Abstract
Geobacter species are of great interest for environmental and biotechnology applications as they can carry out direct electron transfer to insoluble metals or other microorganisms and have the ability to assimilate inorganic carbon. Here, we report on the capability and key enabling metabolic machinery of Geobacter metallireducens GS-15 to carry out CO2 fixation and direct electron transfer to iron. An updated metabolic reconstruction was generated, growth screens on targeted conditions of interest were performed, and constraint-based analysis was utilized to characterize and evaluate critical pathways and reactions in G. metallireducens. The novel capability of G. metallireducens to grow autotrophically with formate and Fe(III) was predicted and subsequently validated in vivo.
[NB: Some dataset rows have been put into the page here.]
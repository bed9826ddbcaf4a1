//! Intrinsic-measurement bridge between backends and content providers.
//!
//! Each backend describes the width it offers a leaf in its own terms. Adapters
//! normalise that to a [`WidthConstraint`] before calling the node's
//! [`MeasureBridge`], which guards against runaway re-entry.

use core::cell::Cell;
use core::fmt;

use log::{trace, warn};

use crate::element::ElementProps;

/// Nesting depth after which the bridge stops calling through and answers with
/// the last good measurement.
pub const MAX_MEASURE_DEPTH: u32 = 10;

/// Width offered to a measured leaf.
#[derive(Copy, Clone, Debug, PartialEq)]
pub enum WidthConstraint {
    /// Lay out within exactly this many pixels.
    Definite(f32),
    /// No limit: measure at the natural, unwrapped width.
    GrowToFill,
    /// Measure the narrowest the content can be.
    ShrinkToMin,
}

impl WidthConstraint {
    /// The constraint as a number: unbounded for grow-to-fill, zero for shrink-to-min.
    pub const fn available(self) -> f32 {
        match self {
            Self::Definite(width) => width,
            Self::GrowToFill => f32::INFINITY,
            Self::ShrinkToMin => 0.0,
        }
    }
}

/// Content-box size returned by a measurement.
#[derive(Copy, Clone, Debug, Default, PartialEq)]
pub struct ContentSize {
    pub width: f32,
    pub height: f32,
}

impl ContentSize {
    pub const ZERO: Self = Self {
        width: 0.0,
        height: 0.0,
    };

    pub const fn new(width: f32, height: f32) -> Self {
        Self { width, height }
    }

    fn is_finite(self) -> bool {
        self.width.is_finite() && self.height.is_finite()
    }
}

/// What a provider gets to measure: the element and the font it is set in.
#[derive(Copy, Clone, Debug)]
pub struct ContentRef<'content> {
    pub element_type: &'content str,
    pub props: &'content ElementProps,
    /// Computed font size in pixels.
    pub font_size: f32,
    /// Line height as a multiple of the font size.
    pub line_height: f32,
}

/// Supplies sizes for leaf content the solver cannot size from style alone:
/// text runs and replaced elements.
pub trait MeasureContent {
    /// Measure one element's content. `None` means there is nothing to measure.
    fn measure(
        &self,
        content: &ContentRef<'_>,
        width: WidthConstraint,
        height: Option<f32>,
    ) -> Option<ContentSize>;
}

/// Measures nothing. Suits trees whose leaves all carry explicit sizes.
#[derive(Copy, Clone, Debug, Default)]
pub struct NoContent;

impl MeasureContent for NoContent {
    fn measure(
        &self,
        _content: &ContentRef<'_>,
        _width: WidthConstraint,
        _height: Option<f32>,
    ) -> Option<ContentSize> {
        None
    }
}

type MeasureCallback = Box<dyn Fn(WidthConstraint, Option<f32>) -> ContentSize>;

/// Per-leaf measurement callback with a re-entry guard.
///
/// Backends may call back repeatedly, and a provider may itself trigger nested
/// layout that lands here again. Past [`MAX_MEASURE_DEPTH`] nested calls the
/// bridge returns the last good measurement instead of recursing.
pub struct MeasureBridge {
    label: String,
    callback: MeasureCallback,
    depth: Cell<u32>,
    last_good: Cell<Option<ContentSize>>,
    calls: Cell<u32>,
}

impl MeasureBridge {
    pub fn new(
        label: impl Into<String>,
        callback: impl Fn(WidthConstraint, Option<f32>) -> ContentSize + 'static,
    ) -> Self {
        Self {
            label: label.into(),
            callback: Box::new(callback),
            depth: Cell::new(0),
            last_good: Cell::new(None),
            calls: Cell::new(0),
        }
    }

    /// Measure under a normalised constraint.
    pub fn measure(&self, width: WidthConstraint, height: Option<f32>) -> ContentSize {
        let depth = self.depth.get();
        if depth >= MAX_MEASURE_DEPTH {
            warn!(
                target: "layouter::measure",
                "[MEASURE] {} re-entered {depth} levels deep; reusing last measurement",
                self.label
            );
            return self.last_good.get().unwrap_or(ContentSize::ZERO);
        }
        self.depth.set(depth + 1);
        self.calls.set(self.calls.get().saturating_add(1));
        let measured = (self.callback)(width, height);
        self.depth.set(depth);

        if !measured.is_finite() {
            trace!(
                target: "layouter::measure",
                "[MEASURE] {} returned a non-finite size {measured:?}",
                self.label
            );
            return self.last_good.get().unwrap_or(ContentSize::ZERO);
        }
        let clamped = ContentSize::new(measured.width.max(0.0), measured.height.max(0.0));
        trace!(
            target: "layouter::measure",
            "[MEASURE] {} {width:?} x {height:?} -> {clamped:?}",
            self.label
        );
        self.last_good.set(Some(clamped));
        clamped
    }

    /// How many times the callback actually ran.
    pub fn calls(&self) -> u32 {
        self.calls.get()
    }

    pub fn last_good(&self) -> Option<ContentSize> {
        self.last_good.get()
    }
}

impl fmt::Debug for MeasureBridge {
    fn fmt(&self, formatter: &mut fmt::Formatter<'_>) -> fmt::Result {
        formatter
            .debug_struct("MeasureBridge")
            .field("label", &self.label)
            .field("depth", &self.depth.get())
            .field("last_good", &self.last_good.get())
            .finish_non_exhaustive()
    }
}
Additionally, the energetic cost of transferring electrons to an external electron acceptor was determined through analysis of growth experiments carried out using three different electron acceptors (Fe(III), nitrate, and fumarate) by systematically isolating and examining different parts of the electron transport chain. The updated reconstruction will serve as a knowledgebase for understanding and engineering Geobacter and similar species.
Highlights
Microorganisms play a major role in the global carbon cycle
Insights into the various mechanisms and energetic constrains which govern their behavior will advance our understanding of carbon fluxes and might allow for a rational perturbation of the carbon cycle
We further discover a novel growth condition which enables the characterization of autotrophic metabolism in Geobacter
Summary
Microorganisms play a major role in the global carbon cycle. Insights into the various mechanisms and energetic constrains which govern their behavior will advance our understanding of carbon fluxes and might allow for a rational perturbation of the carbon cycle. Qualitative and quantitative knowledge of carbon assimilation and electron flow to and from key microorganisms is critical when evaluating certain aspects of the carbon cycle. Quantitative assessment of carbon and energy flow in G. metallireducens by computational modeling approaches provides valuable insight into the role of this bacterium in the carbon cycle. Geobacter species play a major role in the biogeochemical cycling due to their ability to couple the oxidation of organic compounds to the reduction of Fe(III) and Mn(IV) oxides [5]. Direct electron transfer from electrodes to microorganisms to drive anaerobic respiration has potential applications in bioenergy and bioremediation [7]. Metabolic network reconstruction (the most widely utilized form of COBRA) enables the enumeration of the genome-wide machinery (i.e., enzymes, uptake systems, etc.) in an organized fashion for use in modeling [9]. A validated and accurate network can be utilized for prospective design and engineering of cellular networks [10]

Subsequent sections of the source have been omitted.